Rund 2.000 DDR-Bürger haben in den Jahren bis 1989 versucht, über Bulgarien in den Westen zu gelangen. Nur etwa 500 von ihnen gelang die Flucht. Mit der Aufarbeitung dieses Themas tut sich in Bulgarien nicht nur die Politik, sondern auch die Bevölkerung schwer.

Von Rayna Breuer | 05.03.2019
Sofia, Bulgarien.
Die Auseinandersetzung mit den Verbrechen des kommunistischen Regimes wird in Bulgarien nicht in dem Ausmaß geführt wie in anderen Ländern des Ostblocks (Deutschlandradio / Bettina Klein)
Das bulgarische Strandzha-Gebirge - an der Grenze zur Türkei. "Hier siehst Du, wie die Drähte verrostetet sind, das ist die alte Sperranlage, überwuchert von Gebüsch und Ästen. Hier, dieser Draht ist tief eingerissen, von den Wildschweinen, die sich hier ihren Weg auf der Suche nach Futter bahnen."

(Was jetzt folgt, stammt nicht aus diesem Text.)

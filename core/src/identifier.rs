//! Signed session identifiers.
//!
//! An identifier handed to a client is `signature.token`:
//!
//! - **token**: 32 random bytes, base64url without padding
//! - **signature**: lowercase hex HMAC-SHA256 of the token under the server secret
//!
//! Neither alphabet contains `.`, so splitting is unambiguous. A
//! [`SessionId`] can only be obtained from [`SessionSigner::generate`] or
//! [`SessionSigner::verify`], which keeps unverified strings away from the
//! store.
//!
//! # Example
//!
//! ```
//! use composable_session_core::identifier::{IdCheck, SessionSigner};
//!
//! # fn main() -> Result<(), Box<dyn std::error::Error>> {
//! let signer = SessionSigner::new("server-secret")?;
//! let id = signer.generate();
//!
//! let verified = signer.verify(id.as_str())?;
//! assert_eq!(verified.token(), id.token());
//!
//! assert!(matches!(signer.check(None), IdCheck::Missing));
//! # Ok(())
//! # }
//! ```

use crate::error::{Result, SessionError};
use base64::Engine;
use base64::engine::general_purpose::URL_SAFE_NO_PAD;
use hmac::{Hmac, Mac};
use sha2::Sha256;
use std::fmt;

type HmacSha256 = Hmac<Sha256>;

/// Separator between signature and token.
pub const SEPARATOR: char = '.';

/// Random bytes per token.
const TOKEN_BYTES: usize = 32;

/// Length of a hex-encoded SHA-256 MAC.
const SIGNATURE_LEN: usize = 64;

/// A verified (or freshly generated) session identifier.
#[derive(Debug, Clone, PartialEq, Eq, Hash)]
pub struct SessionId {
    raw: String,
    split: usize,
}

impl SessionId {
    fn from_parts(signature: &str, token: &str) -> Self {
        Self {
            raw: format!("{signature}{SEPARATOR}{token}"),
            split: signature.len(),
        }
    }

    /// Full identifier as handed to the client and used as the store key.
    #[must_use]
    pub fn as_str(&self) -> &str {
        &self.raw
    }

    /// Random token portion.
    #[must_use]
    pub fn token(&self) -> &str {
        &self.raw[self.split + SEPARATOR.len_utf8()..]
    }

    /// Signature portion.
    #[must_use]
    pub fn signature(&self) -> &str {
        &self.raw[..self.split]
    }

    /// Short prefix of the token, safe for log output.
    #[must_use]
    pub fn log_prefix(&self) -> &str {
        let token = self.token();
        token.get(..8).unwrap_or(token)
    }
}

impl fmt::Display for SessionId {
    fn fmt(&self, f: &mut fmt::Formatter<'_>) -> fmt::Result {
        f.write_str(&self.raw)
    }
}

/// Outcome of inspecting the identifier a client presented.
#[derive(Debug, Clone, PartialEq)]
pub enum IdCheck {
    /// Nothing was presented; issue a new session.
    Missing,
    /// Signature verified.
    Valid(SessionId),
    /// Something was presented but failed verification; issue a new
    /// session and report the error.
    Invalid(SessionError),
}

/// Generates and verifies signed session identifiers.
#[derive(Clone)]
pub struct SessionSigner {
    mac: HmacSha256,
}

impl SessionSigner {
    /// Create a signer from the server secret.
    ///
    /// # Errors
    ///
    /// Returns [`SessionError::MissingSecretKey`] if the secret is empty.
    pub fn new(secret: impl AsRef<[u8]>) -> Result<Self> {
        let secret = secret.as_ref();
        if secret.is_empty() {
            return Err(SessionError::MissingSecretKey);
        }

        let mac = HmacSha256::new_from_slice(secret).map_err(|_| SessionError::MissingSecretKey)?;
        Ok(Self { mac })
    }

    /// Generate a new signed identifier.
    #[must_use]
    pub fn generate(&self) -> SessionId {
        let bytes: [u8; TOKEN_BYTES] = rand::random();
        let token = URL_SAFE_NO_PAD.encode(bytes);
        let signature = self.sign(&token);
        SessionId::from_parts(&signature, &token)
    }

    /// Hex HMAC of a token.
    #[must_use]
    pub fn sign(&self, token: &str) -> String {
        let mut mac = self.mac.clone();
        mac.update(token.as_bytes());
        hex::encode(mac.finalize().into_bytes())
    }

    /// Verify a presented identifier.
    ///
    /// # Errors
    ///
    /// Returns [`SessionError::InvalidSessionId`] if the identifier is
    /// malformed or its signature does not match.
    pub fn verify(&self, candidate: &str) -> Result<SessionId> {
        let Some((signature, token)) = candidate.split_once(SEPARATOR) else {
            return Err(invalid("missing separator"));
        };

        if signature.len() != SIGNATURE_LEN || token.is_empty() || token.contains(SEPARATOR) {
            return Err(invalid("malformed identifier"));
        }

        let expected = self.sign(token);
        if !constant_time_eq::constant_time_eq(expected.as_bytes(), signature.as_bytes()) {
            return Err(invalid("signature mismatch"));
        }

        Ok(SessionId::from_parts(signature, token))
    }

    /// Classify whatever the client presented.
    #[must_use]
    pub fn check(&self, presented: Option<&str>) -> IdCheck {
        match presented {
            None => IdCheck::Missing,
            Some(candidate) if candidate.is_empty() => IdCheck::Missing,
            Some(candidate) => match self.verify(candidate) {
                Ok(id) => IdCheck::Valid(id),
                Err(err) => IdCheck::Invalid(err),
            },
        }
    }
}

impl fmt::Debug for SessionSigner {
    fn fmt(&self, f: &mut fmt::Formatter<'_>) -> fmt::Result {
        f.debug_struct("SessionSigner").finish_non_exhaustive()
    }
}

fn invalid(reason: &str) -> SessionError {
    SessionError::InvalidSessionId {
        reason: reason.to_string(),
    }
}

#[cfg(test)]
#[allow(clippy::unwrap_used)]
mod tests {
    use super::*;

    fn signer() -> SessionSigner {
        SessionSigner::new("unit-test-secret").unwrap()
    }

    #[test]
    fn test_empty_secret_is_rejected() {
        assert_eq!(SessionSigner::new("").unwrap_err(), SessionError::MissingSecretKey);
    }

    #[test]
    fn test_generated_id_verifies() {
        let signer = signer();
        let id = signer.generate();

        assert_eq!(id.signature().len(), SIGNATURE_LEN);
        assert!(!id.signature().contains(SEPARATOR));
        assert_eq!(signer.verify(id.as_str()).unwrap(), id);
    }

    #[test]
    fn test_generated_ids_differ() {
        let signer = signer();
        let first = signer.generate();
        let second = signer.generate();

        assert_ne!(first.token(), second.token());
        assert!(signer.verify(first.as_str()).is_ok());
        assert!(signer.verify(second.as_str()).is_ok());
    }

    #[test]
    fn test_single_character_mutation_is_rejected() {
        let signer = signer();
        let id = signer.generate();
        let original: Vec<char> = id.as_str().chars().collect();

        for position in 0..original.len() {
            let mut mutated = original.clone();
            mutated[position] = if original[position] == 'a' { 'b' } else { 'a' };
            let mutated: String = mutated.into_iter().collect();

            assert!(
                signer.verify(&mutated).is_err(),
                "mutation at {position} verified"
            );
        }
    }

    #[test]
    fn test_other_key_rejects() {
        let id = signer().generate();
        let other = SessionSigner::new("another-secret").unwrap();
        assert!(matches!(
            other.verify(id.as_str()),
            Err(SessionError::InvalidSessionId { .. })
        ));
    }

    #[test]
    fn test_check_distinguishes_missing_from_invalid() {
        let signer = signer();
        assert_eq!(signer.check(None), IdCheck::Missing);
        assert_eq!(signer.check(Some("")), IdCheck::Missing);
        assert!(matches!(signer.check(Some("no-separator")), IdCheck::Invalid(_)));

        let id = signer.generate();
        assert_eq!(signer.check(Some(id.as_str())), IdCheck::Valid(id));
    }

    #[test]
    fn test_debug_hides_secret() {
        assert_eq!(format!("{:?}", signer()), "SessionSigner { .. }");
    }
}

Stanka Papazova - eine 80 Jahre alte Dame, schmächtig, mit gebückter Haltung - zeigt mit einem Stock auf die Überreste der alten Sperranlage, jene Grenze, die den Ostblock vor dem – wie es im damaligen Jargon hieß - imperialistischen Feind schützen sollte. Seit dem Fall der kommunistischen Regime erfüllt sie keine Funktion mehr. Ende der 1990er-Jahre wurde sie endgültig zurückgebaut. Doch an schwer zugänglichen Stellen im Wald finden sich immer noch Reste der alten Anlage - vom Wald zurückerobert, fast unsichtbar für den unachtsamen Spaziergänger. Stanka Papazova ist hier aufgewachsen - und erinnert sich genau an die Zeit vor 1989.
Überreste der bulgarisch-türkischen Grenze
Überreste der bulgarisch-türkischen Grenze (Deutschlandradio / Rayna Breuer)
"Einmal saßen im Wald ein Mann, eine Frau und zwei Kinder, etwa fünf bis sechs Jahre alt, und haben gegessen. Ich war auf dem Weg zu unseren Tieren. Als sie mich sahen, hat der Vater etwas in einer anderen Sprache gesagt, sie haben alles schnell eingepackt und sind zügig weitergelaufen. Ein anderes Mal wurden sogar zwei Kilometer vom Dorf entfernt ein Mann und eine Frau gefasst. Wir, damals noch Kinder, wollten gucken, doch eine Polizeikette ließ uns nicht durch. Ich habe Schüsse gehört und später erfahren, dass der Mann erst die Frau erschossen hat und dann sich selbst. Ich habe nur von Weitem gesehen, wie sie an Ort und Stelle begraben wurden. Es passierte alles direkt neben unserer Schafherde auf der anderen Seite des Dorfes. Wer die Menschen waren, woher sie kamen, kann ich nicht sagen. Keiner hat uns irgendwas erzählt. Republikflüchtlinge, nur das wussten wir. Ja, Republikflüchtlinge."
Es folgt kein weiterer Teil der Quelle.